The Chair NDP Pat Martin

You have about two minutes left, Matthew.

4:15 p.m.

NDP

Matthew Kellway NDP Beaches—East York, ON

Thank you, Mr. Chair.

How far does the process take us in understanding these things? If we are to do our jobs as parliamentarians and understand this process that you have laid out, can we really understand what is happening in our departments, or do we need an entirely different level of information to understand those differences by department?

4:15 p.m.

Chief Financial Officer, Finance Branch, Department of Public Works and Government Services

Alex Lakroni

I think the information is there to understand everything or almost everything you need to understand as parliamentarians. The question here is connecting the dots and doing the analysis, because the information serves specific purposes. For instance, accrual information adds a full-cost dimension on performance, whereas cash information is key for the supply of cash departments. When you provide the two, a normal person would start to ask why those doesn't reconcile. So if you don't have the story or the data to make those reconciliations, it creates confusion, complexity, frustration, etc. But the information is there.

4:15 p.m.

NDP

The Chair NDP Pat Martin

That is about it for your time, Matthew.

The clerk has just recommended that we title our report “Connecting the Dots”. It seems that you have to know some secret handshake or guess a magic name like Rumpelstiltskin so that all the information will be revealed. But we don't have the magic word so far, apparently.

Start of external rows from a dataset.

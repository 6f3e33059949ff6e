//! Device-management registry client
//!
//! Creates the application, content version and file entry objects, polls the
//! file entry's processing state, and commits the uploaded content.

mod models;

pub use models::FileEntryStatus;

use crate::client::NetClient;
use async_trait::async_trait;
use lobup_errors::{Error, NetworkError, RegistryError};
use lobup_types::{
    AppAttributes, AppId, ContentVersionId, FileEncryptionInfo, FileId, PackageManifest,
    UploadTarget,
};
use models::{
    CommitAppBody, CommitFileBody, ContentFileBody, CreatedResponse, Win32LobAppBody,
    WIN32_LOB_APP,
};
use reqwest::{Method, Response};
use serde::Serialize;
use std::fmt;

/// Registry operations the upload pipeline depends on
#[async_trait]
pub trait RegistryApi: Send + Sync {
    /// Create the logical application object
    async fn create_application(
        &self,
        attributes: &AppAttributes,
        manifest: &PackageManifest,
    ) -> Result<AppId, Error>;

    /// Create a new content version under an application
    async fn create_content_version(&self, app: &AppId) -> Result<ContentVersionId, Error>;

    /// Register the payload file under a content version
    async fn create_file_entry(
        &self,
        app: &AppId,
        content_version: &ContentVersionId,
        manifest: &PackageManifest,
        encrypted_size: u64,
    ) -> Result<FileId, Error>;

    /// Read the file entry's processing state and storage URI
    async fn get_file_entry(&self, target: &UploadTarget) -> Result<FileEntryStatus, Error>;

    /// Ask the service to extend the storage URI's validity
    async fn renew_storage_uri(&self, target: &UploadTarget) -> Result<(), Error>;

    /// Hand over the encryption parameters once all blocks are committed
    async fn commit_file(
        &self,
        target: &UploadTarget,
        encryption: &FileEncryptionInfo,
    ) -> Result<(), Error>;

    /// Point the application at its committed content version
    async fn commit_app(
        &self,
        app: &AppId,
        content_version: &ContentVersionId,
    ) -> Result<(), Error>;
}

/// Bearer token presented on every registry request
#[derive(Clone)]
pub struct AccessToken(String);

impl AccessToken {
    pub fn new(token: impl Into<String>) -> Self {
        Self(token.into())
    }

    #[must_use]
    pub fn secret(&self) -> &str {
        &self.0
    }
}

impl fmt::Debug for AccessToken {
    fn fmt(&self, f: &mut fmt::Formatter<'_>) -> fmt::Result {
        f.write_str("AccessToken(..)")
    }
}

/// HTTP implementation of [`RegistryApi`]
///
/// Each instance carries its own token; the underlying [`NetClient`] is shared.
#[derive(Debug, Clone)]
pub struct RegistryClient {
    net: NetClient,
    base_url: String,
    token: AccessToken,
}

impl RegistryClient {
    pub fn new(net: NetClient, base_url: impl Into<String>, token: AccessToken) -> Self {
        let base_url = base_url.into().trim_end_matches('/').to_string();
        Self {
            net,
            base_url,
            token,
        }
    }

    #[must_use]
    pub fn base_url(&self) -> &str {
        &self.base_url
    }

    fn apps_url(&self) -> String {
        format!("{}/deviceAppManagement/mobileApps", self.base_url)
    }

    fn app_url(&self, app: &AppId) -> String {
        format!("{}/{app}", self.apps_url())
    }

    fn content_versions_url(&self, app: &AppId) -> String {
        format!("{}/microsoft.graph.win32LobApp/contentVersions", self.app_url(app))
    }

    fn files_url(&self, app: &AppId, content_version: &ContentVersionId) -> String {
        format!("{}/{content_version}/files", self.content_versions_url(app))
    }

    fn file_url(&self, target: &UploadTarget) -> String {
        format!(
            "{}/{}",
            self.files_url(&target.app_id, &target.content_version_id),
            target.file_id
        )
    }

    async fn call<B: Serialize + ?Sized>(
        &self,
        operation: &str,
        method: Method,
        url: &str,
        body: Option<&B>,
    ) -> Result<Response, Error> {
        tracing::debug!(operation, %method, url, "registry request");
        let mut request = self
            .net
            .request(method, url)
            .bearer_auth(self.token.secret());
        if let Some(body) = body {
            request = request.json(body);
        }
        let response = self.net.send(request).await?;
        check_status(operation, response).await
    }

    async fn create<B: Serialize + ?Sized>(
        &self,
        operation: &str,
        url: &str,
        body: &B,
    ) -> Result<String, Error> {
        let response = self.call(operation, Method::POST, url, Some(body)).await?;
        let created: CreatedResponse = decode(operation, response).await?;
        created
            .id
            .filter(|id| !id.is_empty())
            .ok_or_else(|| {
                RegistryError::MissingField {
                    operation: operation.to_string(),
                    field: "id".to_string(),
                }
                .into()
            })
    }
}

#[async_trait]
impl RegistryApi for RegistryClient {
    async fn create_application(
        &self,
        attributes: &AppAttributes,
        manifest: &PackageManifest,
    ) -> Result<AppId, Error> {
        let body = Win32LobAppBody::new(attributes, manifest);
        let id = self.create("create application", &self.apps_url(), &body).await?;
        Ok(AppId::new(id))
    }

    async fn create_content_version(&self, app: &AppId) -> Result<ContentVersionId, Error> {
        let id = self
            .create(
                "create content version",
                &self.content_versions_url(app),
                &serde_json::json!({}),
            )
            .await?;
        Ok(ContentVersionId::new(id))
    }

    async fn create_file_entry(
        &self,
        app: &AppId,
        content_version: &ContentVersionId,
        manifest: &PackageManifest,
        encrypted_size: u64,
    ) -> Result<FileId, Error> {
        let body = ContentFileBody::new(manifest, encrypted_size);
        let id = self
            .create(
                "create file entry",
                &self.files_url(app, content_version),
                &body,
            )
            .await?;
        Ok(FileId::new(id))
    }

    async fn get_file_entry(&self, target: &UploadTarget) -> Result<FileEntryStatus, Error> {
        const OPERATION: &str = "get file entry";
        let response = self
            .call::<()>(OPERATION, Method::GET, &self.file_url(target), None)
            .await?;
        decode(OPERATION, response).await
    }

    async fn renew_storage_uri(&self, target: &UploadTarget) -> Result<(), Error> {
        let url = format!("{}/renewUpload", self.file_url(target));
        self.call::<()>("renew storage URI", Method::POST, &url, None)
            .await?;
        Ok(())
    }

    async fn commit_file(
        &self,
        target: &UploadTarget,
        encryption: &FileEncryptionInfo,
    ) -> Result<(), Error> {
        let url = format!("{}/commit", self.file_url(target));
        let body = CommitFileBody {
            file_encryption_info: encryption,
        };
        self.call("commit file", Method::POST, &url, Some(&body))
            .await?;
        Ok(())
    }

    async fn commit_app(
        &self,
        app: &AppId,
        content_version: &ContentVersionId,
    ) -> Result<(), Error> {
        let body = CommitAppBody {
            odata_type: WIN32_LOB_APP,
            committed_content_version: content_version.as_str(),
        };
        self.call("commit application", Method::PATCH, &self.app_url(app), Some(&body))
            .await?;
        Ok(())
    }
}

async fn check_status(operation: &str, response: Response) -> Result<Response, Error> {
    let status = response.status();
    if status.is_success() {
        return Ok(response);
    }
    let body = response.text().await.unwrap_or_default();
    Err(RegistryError::RequestFailed {
        operation: operation.to_string(),
        status: status.as_u16(),
        body: truncate(&body, 512),
    }
    .into())
}

async fn decode<T: serde::de::DeserializeOwned>(
    operation: &str,
    response: Response,
) -> Result<T, Error> {
    let text = response
        .text()
        .await
        .map_err(|e| NetworkError::RequestFailed(e.to_string()))?;
    serde_json::from_str(&text).map_err(|e| {
        RegistryError::InvalidResponse {
            operation: operation.to_string(),
            message: e.to_string(),
        }
        .into()
    })
}

fn truncate(text: &str, max: usize) -> String {
    if text.len() <= max {
        return text.to_string();
    }
    let mut end = max;
    while !text.is_char_boundary(end) {
        end -= 1;
    }
    format!("{}...", &text[..end])
}

#[cfg(test)]
mod tests {
    use super::*;

    #[test]
    fn test_token_debug_is_redacted() {
        let token = AccessToken::new("eyJhbGciOi");
        assert_eq!(format!("{token:?}"), "AccessToken(..)");
    }

    #[test]
    fn test_urls() {
        let client = RegistryClient::new(
            NetClient::with_defaults().unwrap(),
            "https://graph.test/beta/",
            AccessToken::new("t"),
        );
        let target = UploadTarget::new(AppId::new("a"), ContentVersionId::new("1"), FileId::new("f"));
        assert_eq!(
            client.file_url(&target),
            "https://graph.test/beta/deviceAppManagement/mobileApps/a/microsoft.graph.win32LobApp/contentVersions/1/files/f"
        );
    }

    #[test]
    fn test_truncate_respects_char_boundaries() {
        assert_eq!(truncate("short", 10), "short");
        assert_eq!(truncate("ééé", 3), "é...");
    }
}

Scott Armstrong is next for the Conservatives.

4:15 p.m.

Conservative

Scott Armstrong Conservative Cumberland—Colchester—Musquodoboit Valley, NS

With Rumpelstiltskin you might lose your first-born child, and we don't want that to happen.

My question is similar in nature. One of the things that makes it difficult to connect the dots goes back to the time disconnects, particularly in the area of the main estimates versus the budget.

Do you have any suggestions or analysis of the timing of those? Can we make or recommend any changes to try to reconcile those two documents so we can actually see what's happening in the current year? Does that make sense to you?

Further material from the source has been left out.